Dass diese durchaus gelungen ist, zeigt sich auch an den Reaktionen der US-Fans daheim. Sie schlichen nach dem Spiel nicht von dannen; sie verließen die Sportsbars und Public-Viewing-Plätze erhobenen Hauptes, um dann mit ihren Trikots und Stars-and-Stripes-Flaggen in die Masse der fußballerisch Desinteressierten einzutauchen.
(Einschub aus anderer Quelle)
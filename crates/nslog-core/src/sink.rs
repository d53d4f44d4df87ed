//! Output sinks
//!
//! A sink receives every message that passes the registry's gate and is
//! solely responsible for rendering and delivering it. Sinks must not panic;
//! delivery failures (a closed pipe, a full disk) are swallowed here rather
//! than surfaced to the code that logged.

use std::io::Write;
use std::sync::{Arc, Mutex, PoisonError};

use chrono::{SecondsFormat, Utc};
use nslog_core_types::{Level, LogValue};

/// Final destination of a log message
///
/// Any `Fn(Level, &str, &[LogValue]) + Send + Sync` closure is a sink.
pub trait Sink: Send + Sync {
    /// Deliver one message. Parts arrive un-rendered.
    fn write(&self, level: Level, namespace: &str, parts: &[LogValue]);
}

impl<F> Sink for F
where
    F: Fn(Level, &str, &[LogValue]) + Send + Sync,
{
    fn write(&self, level: Level, namespace: &str, parts: &[LogValue]) {
        self(level, namespace, parts)
    }
}

/// Render a message the way the built-in sinks do
///
/// Produces `[LEVEL] [namespace]` followed by each part separated by a
/// single space. Structured parts are pretty-printed JSON.
///
/// ```
/// use nslog_core::sink::render_line;
/// use nslog_core::{Level, LogValue};
///
/// let line = render_line(Level::Info, "app", &[LogValue::from("ready"), LogValue::Null]);
/// assert_eq!(line, "[INFO] [app] ready null");
/// ```
pub fn render_line(level: Level, namespace: &str, parts: &[LogValue]) -> String {
    let mut line = format!("[{}] [{}]", level.label(), namespace);
    for part in parts {
        line.push(' ');
        line.push_str(&part.render());
    }
    line
}

/// The default sink: one line per message on a standard stream
///
/// `error` goes to stderr; `trace`, `info` and `warn` go to stdout.
#[derive(Debug, Clone, Copy, Default, PartialEq, Eq)]
pub struct ConsoleSink;

impl ConsoleSink {
    pub const fn new() -> Self {
        Self
    }
}

impl Sink for ConsoleSink {
    fn write(&self, level: Level, namespace: &str, parts: &[LogValue]) {
        let line = render_line(level, namespace, parts);
        // Write failures are dropped: a sink never fails the caller.
        let _ = match level {
            Level::Error => writeln!(std::io::stderr().lock(), "{}", line),
            Level::Trace | Level::Info | Level::Warn => {
                writeln!(std::io::stdout().lock(), "{}", line)
            }
        };
    }
}

/// Renders lines into any writer, optionally prefixed with a UTC timestamp
///
/// Suitable for log files and in-memory buffers.
#[derive(Debug)]
pub struct WriterSink<W> {
    writer: Mutex<W>,
    timestamps: bool,
}

impl<W: Write + Send> WriterSink<W> {
    pub fn new(writer: W) -> Self {
        Self {
            writer: Mutex::new(writer),
            timestamps: false,
        }
    }

    /// Prefix every line with an RFC 3339 timestamp (millisecond precision)
    pub fn with_timestamps(mut self, enabled: bool) -> Self {
        self.timestamps = enabled;
        self
    }

    /// Recover the writer, e.g. to inspect a buffer
    pub fn into_inner(self) -> W {
        self.writer
            .into_inner()
            .unwrap_or_else(PoisonError::into_inner)
    }
}

impl<W: Write + Send> Sink for WriterSink<W> {
    fn write(&self, level: Level, namespace: &str, parts: &[LogValue]) {
        let line = render_line(level, namespace, parts);
        let mut writer = self.writer.lock().unwrap_or_else(PoisonError::into_inner);
        let _ = if self.timestamps {
            let now = Utc::now().to_rfc3339_opts(SecondsFormat::Millis, true);
            writeln!(writer, "{} {}", now, line)
        } else {
            writeln!(writer, "{}", line)
        };
        let _ = writer.flush();
    }
}

/// One message as seen by a [`MemorySink`]
#[derive(Debug, Clone, PartialEq)]
pub struct Record {
    pub level: Level,
    pub namespace: String,
    pub parts: Vec<LogValue>,
}

impl Record {
    /// The line [`ConsoleSink`] would have printed
    pub fn render(&self) -> String {
        render_line(self.level, &self.namespace, &self.parts)
    }
}

/// Keeps every delivered message in memory
///
/// Clones share the same storage, so a clone can be installed as the
/// registry's sink while the original is kept for inspection.
///
/// ```
/// use nslog_core::{Level, LogValue, MemorySink, Registry};
///
/// let registry = Registry::new();
/// let sink = MemorySink::new();
/// registry.set_sink(sink.clone());
///
/// registry.dispatch("app", Level::Info, &[LogValue::from("hello")]);
/// assert_eq!(sink.lines(), vec!["[INFO] [app] hello".to_string()]);
/// ```
#[derive(Debug, Clone, Default)]
pub struct MemorySink {
    records: Arc<Mutex<Vec<Record>>>,
}

impl MemorySink {
    pub fn new() -> Self {
        Self::default()
    }

    /// Snapshot of every record, oldest first
    pub fn records(&self) -> Vec<Record> {
        self.records
            .lock()
            .unwrap_or_else(PoisonError::into_inner)
            .clone()
    }

    /// Rendered form of every record
    pub fn lines(&self) -> Vec<String> {
        self.records().iter().map(Record::render).collect()
    }

    pub fn len(&self) -> usize {
        self.records
            .lock()
            .unwrap_or_else(PoisonError::into_inner)
            .len()
    }

    pub fn is_empty(&self) -> bool {
        self.len() == 0
    }

    /// Remove and return every record
    pub fn drain(&self) -> Vec<Record> {
        std::mem::take(&mut *self.records.lock().unwrap_or_else(PoisonError::into_inner))
    }

    pub fn clear(&self) {
        self.records
            .lock()
            .unwrap_or_else(PoisonError::into_inner)
            .clear();
    }
}

impl Sink for MemorySink {
    fn write(&self, level: Level, namespace: &str, parts: &[LogValue]) {
        self.records
            .lock()
            .unwrap_or_else(PoisonError::into_inner)
            .push(Record {
                level,
                namespace: namespace.to_string(),
                parts: parts.to_vec(),
            });
    }
}

#[cfg(test)]
mod tests {
    use super::*;
    use serde_json::json;

    #[test]
    fn test_render_line_prefix_only() {
        assert_eq!(render_line(Level::Warn, "ns", &[]), "[WARN] [ns]");
    }

    #[test]
    fn test_render_line_structured_part() {
        let line = render_line(
            Level::Info,
            "test",
            &[LogValue::from("test"), LogValue::from(json!({"foo": "bar"}))],
        );
        assert_eq!(line, "[INFO] [test] test {\n  \"foo\": \"bar\"\n}");
    }

    #[test]
    fn test_closure_is_a_sink() {
        let seen = Arc::new(Mutex::new(Vec::new()));
        let seen_in_sink = seen.clone();
        let sink = move |level: Level, ns: &str, parts: &[LogValue]| {
            seen_in_sink
                .lock()
                .unwrap()
                .push((level, ns.to_string(), parts.len()));
        };

        Sink::write(&sink, Level::Error, "a", &[LogValue::Null, LogValue::Null]);
        assert_eq!(
            *seen.lock().unwrap(),
            vec![(Level::Error, "a".to_string(), 2)]
        );
    }

    #[test]
    fn test_writer_sink_plain() {
        let sink = WriterSink::new(Vec::new());
        sink.write(Level::Info, "app", &[LogValue::from("one")]);
        sink.write(Level::Error, "app", &[LogValue::from(2)]);
        let out = String::from_utf8(sink.into_inner()).unwrap();
        assert_eq!(out, "[INFO] [app] one\n[ERROR] [app] 2\n");
    }

    #[test]
    fn test_writer_sink_timestamps() {
        let sink = WriterSink::new(Vec::new()).with_timestamps(true);
        sink.write(Level::Info, "app", &[LogValue::from("x")]);
        let out = String::from_utf8(sink.into_inner()).unwrap();
        let (stamp, rest) = out.split_once(' ').unwrap();
        assert!(chrono::DateTime::parse_from_rfc3339(stamp).is_ok());
        assert_eq!(rest, "[INFO] [app] x\n");
    }

    #[test]
    fn test_memory_sink_shares_storage_between_clones() {
        let sink = MemorySink::new();
        let installed = sink.clone();
        installed.write(Level::Trace, "a", &[LogValue::from("t")]);
        assert_eq!(sink.len(), 1);
        assert_eq!(sink.records()[0].namespace, "a");

        let drained = sink.drain();
        assert_eq!(drained.len(), 1);
        assert!(installed.is_empty());
    }
}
Ausgestorbene Straßen zum Anpfiff und Hunderttausende auf Fanmeilen mögen in den Vereinigten Staaten ewig eine Utopie bleiben: Das Belgien-Drama und die spannenden Last-Minute-Spiele gegen Ghana und Portugal haben den Sport aus der "Wir-gucken-halt-aus-Patriotismus"-Nische geholt und das hartnäckige Vorurteil widerlegt, der Mangel an Toren mache Fußball per se langweilig. Die Fernsehquoten der amerikanischen Spiele waren ordentlich, die Resonanz in der Öffentlichkeit beachtlich. "Amerika interessiert sich jetzt offiziell für Fußball", zog die Online-Seite Daily Beast Bilanz.

"Die USA haben verloren und alles ist ätzend", trauerte hingegen das bekannte Sportblog Deadspin. Damit ist allerdings nicht die sportliche Bilanz gemeint. In den ersten beiden Spielen zeigten die USA, dass sie mit ihrem engagierten und teilweise taktisch disziplinierten Auftreten die Mängel des Kaders ausgleichen können. Gegen Deutschland und vor allem im Belgien-Spiel aber zeigten sich die Grenzen des Kollektivs. "Wir sind richtig gewachsen", bilanzierte US-Coach Klinsmann, um dann doch etwas zu übertreiben. "Wir wissen nun, dass wir den großen Nationen Auge in Auge gegenüberstehen können."

Ähnlich wie 2006 mit Deutschland ist Klinsmann als Coach trotz des Ausscheidens der Gewinner; anders als damals will er Nationaltrainer bleiben. Auf Twitter gab es nach dem Spiel vor allem Lob für den kalifornischen Schwaben, der Zorn ob seiner riskanten Ausbootung von US-Rekordmann Landon Donovan ist inzwischen so gut wie verflogen.

Und so träumt die Nation schon von der WM in Russland 2018. Ziemlich sicher ohne Fußballpionier Howard, vielleicht mit Coach Klinsmann und ziemlich sicher mit der 19-jährigen Sturmhoffnung Julian Green. Der technisch anspruchsvolle Anschlusstreffer des eingewechselten Deutsch-Amerikaners von der zweiten Mannschaft des FC Bayern weckte nicht nur Hoffnungen auf ein kurzfristiges Weiterkommen, sondern auch auf langfristige Erfolge.

Endstation Achtelfinale mag 2014 deshalb ein stolzes Ergebnis sein, für 2018 ist ein solch zeitiges Ausscheiden keine Option. Jetzt, wo der Fußball ihre Aufmerksamkeit hat, wollen die amerikanischen Sportfans ihre Mannschaft auch um den Titel spielen sehen.